[ABOUT THIS EXERCISE]
Among the entries below, find each line holding "that" and return it.

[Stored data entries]
════════════════

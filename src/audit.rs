//! # AuditSink collaborator
//!
//! Spec.md §2 lists the audit/notification surface as an out-of-scope
//! collaborator, specified only by the narrow contract `SessionManager`
//! consumes: one event at session start, one at session end. This module
//! implements that contract — `AuditSink` plus a `tracing`-backed default
//! implementation — mirroring [`crate::auth::AuthStore`]'s shape. No
//! webhook delivery, no audit-log storage/retention policy: that is the
//! real out-of-scope notification service.

use async_trait::async_trait;

/// Emitted once `CreateSession` has provisioned the full object graph.
#[derive(Debug, Clone, PartialEq, Eq)]
pub struct SessionStartedEvent {
    pub session_id: String,
    pub user_id: String,
}

/// Emitted once `DeleteSession` has torn down the object graph (whether or
/// not every delete in the graph succeeded).
#[derive(Debug, Clone, PartialEq, Eq)]
pub struct SessionEndedEvent {
    pub session_id: String,
}

/// The narrow interface `SessionManager` needs from the audit/notification
/// service.
#[async_trait]
pub trait AuditSink: Send + Sync {
    async fn record_session_started(&self, event: SessionStartedEvent);
    async fn record_session_ended(&self, event: SessionEndedEvent);
}

/// Default `AuditSink`: writes one structured `tracing` line per event.
/// Sufficient for a process whose audit trail is its own log stream; a
/// deployment that needs durable audit storage supplies its own
/// `AuditSink` implementation.
#[derive(Debug, Default)]
pub struct TracingAuditSink;

impl TracingAuditSink {
    #[must_use]
    pub fn new() -> Self {
        Self
    }
}

#[async_trait]
impl AuditSink for TracingAuditSink {
    async fn record_session_started(&self, event: SessionStartedEvent) {
        tracing::info!(session_id = %event.session_id, user_id = %event.user_id, "session created");
    }

    async fn record_session_ended(&self, event: SessionEndedEvent) {
        tracing::info!(session_id = %event.session_id, "session deleted");
    }
}

#[cfg(test)]
pub use test_support::RecordingAuditSink;

#[cfg(test)]
mod test_support {
    use std::sync::Mutex;

    use super::{AuditSink, SessionEndedEvent, SessionStartedEvent};
    use async_trait::async_trait;

    /// Records every event it receives, for tests that assert
    /// `SessionManager` actually calls into its `AuditSink`.
    #[derive(Debug, Default)]
    pub struct RecordingAuditSink {
        started: Mutex<Vec<SessionStartedEvent>>,
        ended: Mutex<Vec<SessionEndedEvent>>,
    }

    impl RecordingAuditSink {
        #[must_use]
        pub fn new() -> Self {
            Self::default()
        }

        #[must_use]
        pub fn started_events(&self) -> Vec<SessionStartedEvent> {
            self.started.lock().expect("lock poisoned").clone()
        }

        #[must_use]
        pub fn ended_events(&self) -> Vec<SessionEndedEvent> {
            self.ended.lock().expect("lock poisoned").clone()
        }
    }

    #[async_trait]
    impl AuditSink for RecordingAuditSink {
        async fn record_session_started(&self, event: SessionStartedEvent) {
            self.started.lock().expect("lock poisoned").push(event);
        }

        async fn record_session_ended(&self, event: SessionEndedEvent) {
            self.ended.lock().expect("lock poisoned").push(event);
        }
    }
}

#[cfg(test)]
mod tests {
    use super::test_support::RecordingAuditSink;
    use super::*;

    #[tokio::test]
    async fn tracing_sink_handles_both_events_without_panicking() {
        let sink = TracingAuditSink::new();
        sink.record_session_started(SessionStartedEvent {
            session_id: "sess-1".into(),
            user_id: "u1".into(),
        })
        .await;
        sink.record_session_ended(SessionEndedEvent {
            session_id: "sess-1".into(),
        })
        .await;
    }

    #[tokio::test]
    async fn recording_sink_captures_events_in_order() {
        let sink = RecordingAuditSink::new();
        sink.record_session_started(SessionStartedEvent {
            session_id: "sess-1".into(),
            user_id: "u1".into(),
        })
        .await;
        sink.record_session_ended(SessionEndedEvent {
            session_id: "sess-1".into(),
        })
        .await;

        assert_eq!(sink.started_events().len(), 1);
        assert_eq!(sink.ended_events().len(), 1);
        assert_eq!(sink.started_events()[0].user_id, "u1");
    }
}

════════════════

[EXPECTED ANSWER]
//! implements that contract — `AuditSink` plus a `tracing`-backed default
//! webhook delivery, no audit-log storage/retention policy: that is the
/// deployment that needs durable audit storage supplies its own
    /// Records every event it receives, for tests that assert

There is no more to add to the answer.